Collect every line of the records below that contains the word "self".

Saved data entries
:::
use std::{
  fs::File,
  io::{BufWriter, Write},
  path::Path,
};

use quick_xml::{
  events::{BytesDecl, BytesStart, BytesText, Event},
  Writer,
};
use tracing::info;

use crate::{
  engine::CoreError,
  models::{SampleReport, SampleSpec},
};

pub(crate) const SIZE_MB_RANGE: std::ops::RangeInclusive<u32> = 1..=2048;
pub(crate) const DEPTH_RANGE: std::ops::RangeInclusive<u32> = 1..=10;

const NAMES: [&str; 10] = [
  "Alpha", "Beta", "Gamma", "Delta", "Epsilon", "Zeta", "Eta", "Theta", "Iota", "Kappa",
];

/// Counts bytes actually handed to the file so the size target is exact.
struct CountingWriter<W> {
  inner: W,
  written: u64,
}

impl<W: Write> Write for CountingWriter<W> {
  fn write(&mut self, buf: &[u8]) -> std::io::Result<usize> {
    let n = self.inner.write(buf)?;
    self.written += n as u64;
    Ok(n)
  }

  fn flush(&mut self) -> std::io::Result<()> {
    self.inner.flush()
  }
}

type SampleWriter = Writer<CountingWriter<BufWriter<File>>>;

/// Write a synthetic document of roughly `size_mb` MiB: a `<root>` wrapper
/// holding chains of `item_<level>_<n>` elements nested `depth` deep, each with
/// `guid`, `id` and `name` attributes. Output is fully determined by the spec.
pub(crate) fn generate(path: &Path, spec: &SampleSpec) -> Result<SampleReport, CoreError> {
  if !SIZE_MB_RANGE.contains(&spec.size_mb) {
    return Err(CoreError::InvalidArg(format!(
      "size_mb must be in {SIZE_MB_RANGE:?}, got {}",
      spec.size_mb
    )));
  }
  if !DEPTH_RANGE.contains(&spec.depth) {
    return Err(CoreError::InvalidArg(format!(
      "depth must be in {DEPTH_RANGE:?}, got {}",
      spec.depth
    )));
  }
  if let Some(parent) = path.parent() {
    if !parent.as_os_str().is_empty() {
      std::fs::create_dir_all(parent)?;
    }
  }

  let target = u64::from(spec.size_mb) * 1024 * 1024;
  let sink = CountingWriter {
    inner: BufWriter::new(File::create(path)?),
    written: 0,
  };
  let mut writer = Writer::new_with_indent(sink, b' ', 2);

  emit(&mut writer, Event::Decl(BytesDecl::new("1.0", Some("UTF-8"), None)))?;
  let root = BytesStart::new("root");
  emit(&mut writer, Event::Start(root.clone()))?;

  let mut count = 0u64;
  // Leave room for the closing tag so the total lands on the target.
  while writer.get_ref().written + 16 < target {
    write_item(&mut writer, &mut count, 1, spec.depth)?;
  }

  emit(&mut writer, Event::End(root.to_end()))?;
  let mut sink = writer.into_inner();
  sink.write_all(b"\n")?;
  sink.flush()?;

  info!(
    path = %path.display(),
    bytes = sink.written,
    elements = count,
    "sample document written"
  );
  Ok(SampleReport {
    output_path: path.to_string_lossy().to_string(),
    bytes_written: sink.written,
    elements_written: count,
  })
}

fn write_item(writer: &mut SampleWriter, count: &mut u64, level: u32, max_depth: u32) -> Result<(), CoreError> {
  let n = *count;
  *count += 1;

  let tag = format!("item_{level}_{n}");
  let guid = pseudo_uuid(n);
  let name = format!("{}_L{level}", NAMES[(n % NAMES.len() as u64) as usize]);

  let mut node = BytesStart::new(tag.as_str());
  node.push_attribute(("guid", guid.as_str()));
  node.push_attribute(("id", n.to_string().as_str()));
  node.push_attribute(("name", name.as_str()));
  emit(writer, Event::Start(node.clone()))?;

  if level >= max_depth {
    let content = format!("Content for {tag} (guid={guid}).");
    emit(writer, Event::Text(BytesText::new(&content)))?;
  } else {
    // every third element forks, so parents also get sibling children
    let children = if n % 3 == 0 { 2 } else { 1 };
    for _ in 0..children {
      write_item(writer, count, level + 1, max_depth)?;
    }
  }

  emit(writer, Event::End(node.to_end()))
}

fn emit(writer: &mut SampleWriter, event: Event<'_>) -> Result<(), CoreError> {
  writer
    .write_event(event)
    .map_err(|e| CoreError::Sample(e.to_string()))
}

/// Unique-looking, reproducible id derived from a counter.
fn pseudo_uuid(n: u64) -> String {
  let h = n
    .wrapping_mul(6364136223846793005)
    .wrapping_add(1442695040888963407);
  format!(
    "{:08x}-{:04x}-{:04x}-{:04x}-{:08x}{:04x}",
    (h >> 32) as u32,
    (h >> 16) as u16,
    (h & 0xFFFF) as u16,
    n as u16,
    ((n >> 16) as u32) ^ 0xDEAD,
    (n & 0xFFFF) as u16
  )
}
:::
▶ **WRITTEN ANSWER**
  fn write(&mut self, buf: &[u8]) -> std::io::Result<usize> {
    let n = self.inner.write(buf)?;
    self.written += n as u64;
  fn flush(&mut self) -> std::io::Result<()> {
    self.inner.flush()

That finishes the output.